O Decreto n.º 2-A/2020 veio afastar expressamente o direito de resolução contratual pelo inquilino com fundamento na obrigação de encerramento do estabelecimento por força da declaração do estado de emergência, afastando assim o artigo 437.º do CC na parte em que este preceito confere à parte lesada (o inquilino) o direito de resolução contratual. (E também veio impedir o senhorio de impor a desocupação dos imóveis arrendados com fundamento no encerramento dos estabelecimentos).

Artigo 10.º

Efeitos sobre contratos de arrendamento e outras formas de exploração de imóveis

O encerramento de instalações e estabelecimentos ao abrigo do presente decreto não pode ser invocado como fundamento de resolução, denúncia ou outra forma de extinção de contratos de arrendamento não habitacional ou de outras formas contratuais de exploração de imóveis, nem como fundamento de obrigação de desocupação de imóveis em que os mesmos se encontrem instalados.

Se o legislador teve o cuidado de afastar o direito potestativo do inquilino à resolução contratual com fundamento na decretação do estado de emergência e inerente proibição de abertura do estabelecimento, infere-se que não quis afastar o direito à modificação equitativa da prestação.

A norma excepcional desejável

O recurso em massa pelos inquilinos do sector da restauração e hotelaria à faculdade consagrada no artigo 437.º do Código Civil irá gerar grande instabilidade no comércio jurídico e grave conflitualidade entre senhorios e inquilinos, afectando, em cadeia, trabalhadores e suas famílias, fornecedores, clientes, e, com isso, as condições de retoma da actividade económica. Por isso, é de toda a conveniência o Governo intervir para garantir a segurança e certeza jurídicas e mitigar o potencial de conflitualidade num sector tão crítico para a economia nacional e do qual tantos empregos dependem.

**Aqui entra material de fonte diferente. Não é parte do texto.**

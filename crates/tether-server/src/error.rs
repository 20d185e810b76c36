use std::io;
use std::net::SocketAddr;
use std::path::PathBuf;

use thiserror::Error;

/// Failures surfaced by the tether server.
///
/// Only `Bind`, `InvalidAddress` and `AlreadyRunning` reach the caller of
/// [`Server::start`](crate::Server::start). Everything else is scoped to one
/// connection and ends at the connection handler, which logs it and tears
/// the connection down (`FileNotFound` excepted: the connection stays open).
#[derive(Debug, Error)]
pub enum ServerError {
    #[error("failed to bind {addr}: {source}")]
    Bind {
        addr: SocketAddr,
        #[source]
        source: io::Error,
    },

    #[error("invalid listen address {0:?}")]
    InvalidAddress(String),

    #[error("server is already running")]
    AlreadyRunning,

    #[error("no live connection {0}")]
    NotConnected(String),

    #[error("malformed message: {0}")]
    MalformedMessage(String),

    #[error("frame length {0} out of range")]
    FrameTooLarge(usize),

    #[error("invalid file name {0:?}")]
    InvalidFileName(String),

    #[error("file not found: {}", .0.display())]
    FileNotFound(PathBuf),

    #[error("peer closed after {received} of {expected} bytes")]
    PrematureDisconnect { received: i64, expected: i64 },

    #[error("write failed: {0}")]
    WriteFailure(#[source] io::Error),

    #[error(transparent)]
    Io(#[from] io::Error),
}

impl From<serde_json::Error> for ServerError {
    fn from(e: serde_json::Error) -> Self {
        Self::MalformedMessage(e.to_string())
    }
}

impl ServerError {
    /// Whether the connection that hit this error can keep serving.
    pub fn is_recoverable(&self) -> bool {
        matches!(self, Self::FileNotFound(_))
    }
}
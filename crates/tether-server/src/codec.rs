//! Envelope codec and the framing that delimits envelopes on the stream.
//!
//! ```text
//! LengthPrefixed:  [len (u32 BE)][len bytes of JSON envelope]
//! SingleRead:      [JSON envelope]   (one transport read = one envelope)
//! ```
//!
//! Raw file bytes that follow a `file` envelope are never framed.

use bytes::{BufMut, Bytes, BytesMut};
use tokio::io::{AsyncRead, AsyncReadExt, AsyncWrite, AsyncWriteExt};

use tether_types::Envelope;

use crate::error::ServerError;

/// Unit of raw file bytes read from or written to a stream.
pub const CHUNK_SIZE: usize = 8 * 1024;

/// Largest encoded envelope accepted in length-prefixed mode.
pub const MAX_FRAME_SIZE: usize = 64 * 1024;

/// Serialize an envelope to its JSON wire form.
pub fn encode(envelope: &Envelope) -> Result<Vec<u8>, ServerError> {
    Ok(serde_json::to_vec(envelope)?)
}

/// Parse one JSON envelope. Anything that is not a well-formed envelope with
/// a known `type` is `MalformedMessage`.
pub fn decode(bytes: &[u8]) -> Result<Envelope, ServerError> {
    Ok(serde_json::from_slice(bytes)?)
}

/// How envelope boundaries are found on the byte stream.
#[derive(Debug, Clone, Copy, PartialEq, Eq, Default)]
pub enum Framing {
    /// 4-byte big-endian length before every envelope.
    #[default]
    LengthPrefixed,
    /// Whatever a single read of up to [`CHUNK_SIZE`] bytes returns is one
    /// envelope. Only correct when every envelope arrives in one piece;
    /// kept for peers that speak the unframed protocol.
    SingleRead,
}

impl Framing {
    /// Wrap an encoded envelope for the wire.
    pub fn frame(&self, payload: &[u8]) -> Result<Bytes, ServerError> {
        match self {
            Self::LengthPrefixed => {
                if payload.is_empty() || payload.len() > MAX_FRAME_SIZE {
                    return Err(ServerError::FrameTooLarge(payload.len()));
                }
                let mut buf = BytesMut::with_capacity(4 + payload.len());
                buf.put_u32(payload.len() as u32);
                buf.put_slice(payload);
                Ok(buf.freeze())
            }
            Self::SingleRead => {
                if payload.len() > CHUNK_SIZE {
                    return Err(ServerError::FrameTooLarge(payload.len()));
                }
                Ok(Bytes::copy_from_slice(payload))
            }
        }
    }

    /// Read the next encoded envelope. `Ok(None)` means the peer closed the
    /// stream cleanly between envelopes.
    pub async fn read_message<R>(&self, reader: &mut R) -> Result<Option<Vec<u8>>, ServerError>
    where
        R: AsyncRead + Unpin,
    {
        match self {
            Self::LengthPrefixed => {
                let mut len_buf = [0u8; 4];
                if reader.read(&mut len_buf[..1]).await? == 0 {
                    return Ok(None);
                }
                reader.read_exact(&mut len_buf[1..]).await?;

                let len = u32::from_be_bytes(len_buf) as usize;
                if len == 0 || len > MAX_FRAME_SIZE {
                    return Err(ServerError::FrameTooLarge(len));
                }

                let mut frame = vec![0u8; len];
                reader.read_exact(&mut frame).await?;
                Ok(Some(frame))
            }
            Self::SingleRead => {
                let mut buf = vec![0u8; CHUNK_SIZE];
                let n = reader.read(&mut buf).await?;
                if n == 0 {
                    return Ok(None);
                }
                buf.truncate(n);
                Ok(Some(buf))
            }
        }
    }

    /// Encode, frame and write one envelope.
    pub async fn write_envelope<W>(&self, writer: &mut W, envelope: &Envelope) -> Result<(), ServerError>
    where
        W: AsyncWrite + Unpin,
    {
        let frame = self.frame(&encode(envelope)?)?;
        writer
            .write_all(&frame)
            .await
            .map_err(ServerError::WriteFailure)?;
        writer.flush().await.map_err(ServerError::WriteFailure)
    }
}
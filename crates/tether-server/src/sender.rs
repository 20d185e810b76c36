use std::io::ErrorKind;
use std::path::Path;

use tokio::fs;
use tokio::io::{AsyncRead, AsyncReadExt, AsyncWrite, AsyncWriteExt};
use tracing::{debug, info, warn};

use tether_types::{Envelope, FileHeader, ServerEvent, TransferDirection};

use crate::codec::{CHUNK_SIZE, Framing};
use crate::error::ServerError;
use crate::events::EventBus;

/// Streams a local file to a peer: one `file` envelope, then the raw bytes.
pub struct FileSender<'a> {
    pub events: &'a EventBus,
    pub framing: Framing,
}

impl FileSender<'_> {
    /// Push `path` to `writer` in [`CHUNK_SIZE`] pieces, emitting progress
    /// after each one. Nothing is written if the file does not exist.
    /// Returns the number of bytes sent.
    pub async fn send<W>(&self, writer: &mut W, conn_id: &str, path: &Path) -> Result<i64, ServerError>
    where
        W: AsyncWrite + Unpin,
    {
        let metadata = match fs::metadata(path).await {
            Ok(m) if m.is_file() => m,
            Ok(_) => return Err(ServerError::FileNotFound(path.to_path_buf())),
            Err(e) if e.kind() == ErrorKind::NotFound => {
                return Err(ServerError::FileNotFound(path.to_path_buf()));
            }
            Err(e) => return Err(e.into()),
        };

        let filename = path
            .file_name()
            .map(|n| n.to_string_lossy().into_owned())
            .unwrap_or_else(|| path.display().to_string());
        let total = metadata.len() as i64;
        let file = fs::File::open(path).await?;

        let header = Envelope::File(FileHeader {
            filename: filename.clone(),
            filesize: total,
            filepath: Some(path.display().to_string()),
        });
        self.framing.write_envelope(writer, &header).await?;

        let sent = self.stream_body(file, writer, conn_id, &filename, total).await?;

        info!("File {} sent to {} ({} bytes)", filename, conn_id, sent);
        Ok(sent)
    }

    /// Copy at most `total` bytes from `source` to `writer`. Bytes past the
    /// size announced in the header are never sent, even if the file grew.
    async fn stream_body<R, W>(
        &self,
        source: R,
        writer: &mut W,
        conn_id: &str,
        filename: &str,
        total: i64,
    ) -> Result<i64, ServerError>
    where
        R: AsyncRead + Unpin,
        W: AsyncWrite + Unpin,
    {
        let mut source = source.take(total.max(0) as u64);
        let mut buf = vec![0u8; CHUNK_SIZE];
        let mut sent: i64 = 0;
        loop {
            let n = source.read(&mut buf).await?;
            if n == 0 {
                break;
            }
            writer
                .write_all(&buf[..n])
                .await
                .map_err(ServerError::WriteFailure)?;
            sent += n as i64;

            debug!("{} -> {}: {}/{}", filename, conn_id, sent, total);
            self.events.emit(ServerEvent::FileProgress {
                conn_id: conn_id.to_string(),
                filename: filename.to_string(),
                current: sent,
                total,
                direction: TransferDirection::Outbound,
            });
        }
        writer.flush().await.map_err(ServerError::WriteFailure)?;

        if sent < total {
            warn!("{} shrank while sending to {}: {}/{} bytes", filename, conn_id, sent, total);
        }
        Ok(sent)
    }
}

#[cfg(test)]
mod tests {
    use std::fs as stdfs;
    use std::path::PathBuf;

    use super::*;
    use crate::codec::decode;

    fn source_file(name: &str, data: &[u8]) -> PathBuf {
        let dir = std::env::temp_dir().join(format!("tether_sender_{}", std::process::id()));
        stdfs::create_dir_all(&dir).unwrap();
        let path = dir.join(name);
        stdfs::write(&path, data).unwrap();
        path
    }

    #[tokio::test]
    async fn header_then_raw_bytes() {
        let data: Vec<u8> = (0..20000u32).map(|i| (i % 251) as u8).collect();
        let path = source_file("out.bin", &data);
        let events = EventBus::new(64);
        let mut rx = events.subscribe();
        let sender = FileSender { events: &events, framing: Framing::LengthPrefixed };

        let mut wire = Vec::new();
        assert_eq!(sender.send(&mut wire, "c1", &path).await.unwrap(), 20000);

        let mut reader = wire.as_slice();
        let frame = Framing::LengthPrefixed.read_message(&mut reader).await.unwrap().unwrap();
        match decode(&frame).unwrap() {
            Envelope::File(header) => {
                assert_eq!(header.filename, "out.bin");
                assert_eq!(header.filesize, 20000);
                assert_eq!(header.filepath.as_deref(), Some(path.to_str().unwrap()));
            }
            other => panic!("expected file header, got {:?}", other),
        }
        assert_eq!(reader, data.as_slice());

        let mut currents = Vec::new();
        while let Ok(ServerEvent::FileProgress { current, total, direction, .. }) = rx.try_recv() {
            assert_eq!(total, 20000);
            assert_eq!(direction, TransferDirection::Outbound);
            currents.push(current);
        }
        assert_eq!(currents.last(), Some(&20000));
        assert!(currents.windows(2).all(|w| w[0] < w[1]));
    }

    #[tokio::test]
    async fn body_never_exceeds_announced_size() {
        let events = EventBus::new(64);
        let mut rx = events.subscribe();
        let sender = FileSender { events: &events, framing: Framing::LengthPrefixed };

        // Source holds more than the header announced, as if the file grew.
        let grown = vec![7u8; 10000];
        let mut wire = Vec::new();
        let sent = sender
            .stream_body(grown.as_slice(), &mut wire, "c1", "grow.log", 9000)
            .await
            .unwrap();

        assert_eq!(sent, 9000);
        assert_eq!(wire.len(), 9000);
        while let Ok(ServerEvent::FileProgress { current, total, .. }) = rx.try_recv() {
            assert!(current <= total);
        }
    }

    #[tokio::test]
    async fn missing_file_writes_nothing() {
        let events = EventBus::new(8);
        let sender = FileSender { events: &events, framing: Framing::LengthPrefixed };
        let path = std::env::temp_dir().join("tether_sender_does_not_exist.bin");

        let mut wire = Vec::new();
        let err = sender.send(&mut wire, "c1", &path).await.unwrap_err();
        assert!(matches!(err, ServerError::FileNotFound(_)));
        assert!(err.is_recoverable());
        assert!(wire.is_empty());
    }
}
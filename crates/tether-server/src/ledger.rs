use std::collections::HashMap;
use std::sync::{Mutex, MutexGuard, PoisonError};

/// Bytes received so far for each in-flight upload, keyed by connection
/// identifier.
///
/// One slot per connection: a client has at most one tracked upload. An
/// entry exists only while a transfer is unfinished; it is dropped once the
/// declared size is reached and kept when the peer disconnects early so the
/// same identifier can resume.
#[derive(Debug, Default)]
pub struct TransferLedger {
    entries: Mutex<HashMap<String, i64>>,
}

impl TransferLedger {
    pub fn new() -> Self {
        Self::default()
    }

    fn entries(&self) -> MutexGuard<'_, HashMap<String, i64>> {
        self.entries.lock().unwrap_or_else(PoisonError::into_inner)
    }

    /// Offset to resume from, creating a zero entry if none exists.
    /// Returns `(offset, resumed)`.
    pub fn begin(&self, conn_id: &str) -> (i64, bool) {
        let mut entries = self.entries();
        match entries.get(conn_id) {
            Some(&offset) => (offset, true),
            None => {
                entries.insert(conn_id.to_string(), 0);
                (0, false)
            }
        }
    }

    /// Add `len` bytes to the entry and return the new total.
    pub fn advance(&self, conn_id: &str, len: usize) -> i64 {
        let mut entries = self.entries();
        let received = entries.entry(conn_id.to_string()).or_insert(0);
        *received += len as i64;
        *received
    }

    pub fn get(&self, conn_id: &str) -> Option<i64> {
        self.entries().get(conn_id).copied()
    }

    /// Drop the entry; returns the last recorded offset.
    pub fn finish(&self, conn_id: &str) -> Option<i64> {
        self.entries().remove(conn_id)
    }

    pub fn len(&self) -> usize {
        self.entries().len()
    }

    pub fn is_empty(&self) -> bool {
        self.entries().is_empty()
    }
}

#[cfg(test)]
mod tests {
    use super::*;

    #[test]
    fn begin_creates_then_resumes() {
        let ledger = TransferLedger::new();
        assert_eq!(ledger.begin("a"), (0, false));
        ledger.advance("a", 8192);
        assert_eq!(ledger.begin("a"), (8192, true));
        assert_eq!(ledger.len(), 1);
    }

    #[test]
    fn advance_accumulates_and_finish_removes() {
        let ledger = TransferLedger::new();
        ledger.begin("a");
        assert_eq!(ledger.advance("a", 100), 100);
        assert_eq!(ledger.advance("a", 50), 150);
        assert_eq!(ledger.get("a"), Some(150));
        assert_eq!(ledger.finish("a"), Some(150));
        assert_eq!(ledger.get("a"), None);
        assert!(ledger.is_empty());
    }

    #[test]
    fn connections_are_isolated() {
        let ledger = TransferLedger::new();
        ledger.begin("10.0.0.1:5000");
        ledger.begin("10.0.0.2:5000");
        ledger.advance("10.0.0.1:5000", 10);
        ledger.advance("10.0.0.2:5000", 20);
        ledger.finish("10.0.0.1:5000");
        assert_eq!(ledger.get("10.0.0.1:5000"), None);
        assert_eq!(ledger.get("10.0.0.2:5000"), Some(20));
    }
}
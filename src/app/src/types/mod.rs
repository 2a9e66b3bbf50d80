//! Domain-based type organization
//!
//! Types are organized by domain to match the structure in `update/`:
//! - chat: Assistant panel types
//! - led: LED status and command types

pub mod chat;
pub mod led;

pub use chat::*;
pub use led::*;
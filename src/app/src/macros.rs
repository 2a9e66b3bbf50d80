/// Macro for model field updates with automatic rendering.
/// Supports both single and multiple field updates.
///
/// # Examples
///
/// Single field update:
/// ```ignore
/// update_field!(model.latency_ms, Some(latency))
/// ```
///
/// Multiple field updates:
/// ```ignore
/// update_field!(
///     model.latency_ms, None;
///     model.error_message, None
/// )
/// ```
#[macro_export]
macro_rules! update_field {
    // Multiple field updates (must come first to match the pattern)
    ($($model_field:expr, $value:expr);+ $(;)?) => {{
        let mut changed = false;
        $(
            let value = $value;
            if $model_field != value {
                $model_field = value;
                changed = true;
            }
        )+
        if changed {
            crux_core::render::render()
        } else {
            crux_core::Command::done()
        }
    }};

    // Single field update
    ($model_field:expr, $value:expr) => {{
        update_field!($model_field, $value;)
    }};
}
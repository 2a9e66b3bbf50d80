use serde::{Deserialize, Serialize};

use crate::types::*;

/// Address the UI starts with before the user edits it.
pub const DEFAULT_DEVICE_ADDRESS: &str = "192.168.1.100";

pub(crate) const EMPTY_ADDRESS_ERROR: &str = "Device address is empty. Enter the ESP8266's IP.";

/// Application Model - the complete state
/// Also serves as the ViewModel when serialized
#[derive(Debug, Serialize, Deserialize, Clone, PartialEq, Eq)]
pub struct Model {
    // Device configuration
    pub device_address: String,

    /// The core's belief about the LED, updated only by accepted switch
    /// commands. Probes prove reachability, not LED state.
    pub led_status: LedStatus,

    /// Round-trip latency of the most recent probe. `None` always means
    /// "unreachable as of the last probe"; a new reading fully replaces
    /// the previous one.
    pub latency_ms: Option<u32>,

    /// Single error surface. Replaced, never accumulated.
    pub error_message: Option<String>,

    // In-flight flags, independent of each other
    pub is_probing: bool,
    pub is_switching: bool,

    // Assistant panel state
    pub chat_messages: Vec<ChatMessage>,
    pub is_replying: bool,
}

impl Default for Model {
    fn default() -> Self {
        Self {
            device_address: DEFAULT_DEVICE_ADDRESS.to_string(),
            led_status: LedStatus::Unknown,
            latency_ms: None,
            error_message: None,
            is_probing: false,
            is_switching: false,
            chat_messages: vec![ChatMessage::assistant(ASSISTANT_GREETING)],
            is_replying: false,
        }
    }
}

impl Model {
    /// Set an error message, replacing any previous one.
    pub fn set_error(&mut self, error: impl Into<String>) {
        self.error_message = Some(error.into());
    }

    /// Set an error message and return a render command
    pub fn set_error_and_render(
        &mut self,
        error: impl Into<String>,
    ) -> crux_core::Command<crate::Effect, crate::events::Event> {
        self.set_error(error);
        crux_core::render::render()
    }

    /// Clear the error message.
    pub fn clear_error(&mut self) {
        self.error_message = None;
    }
}
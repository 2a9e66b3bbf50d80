use crux_core::Command;

use crate::events::{Event, UiEvent};
use crate::model::Model;
use crate::update_field;
use crate::Effect;

/// Handle UI-related events (clear messages, etc.)
pub fn handle(event: UiEvent, model: &mut Model) -> Command<Effect, Event> {
    match event {
        UiEvent::ClearError => update_field!(model.error_message, None),
    }
}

Por isso, o Governo deve consagrar legislativamente as regras que devem presidir à modificação das rendas na restauração e hotelaria, extensível, pelo menos, aos estabelecimentos que devem ser encerrados por força do estado de emergência.

Afigura-se razoável consagrar as seguintes regras:

  • o direito dos inquilinos à redução do valor das rendas em 50%, por regra, pelo período de, pelo menos,três meses (Abril, Maio e Junho de 2020);
  • uma dilação do prazo de vencimento dessas rendas reduzidas, à luz da proposta do Governo, que ainda se não conhece no momento em que este texto foi escrito, e podendo os inquilinos proceder ao seu integral pagamento em prestações iguais mensais proporcionais ao número de meses até final de 2020.
  • o acompanhamento da aplicação deste presente regime e sua eventual revisão no prazo de três meses.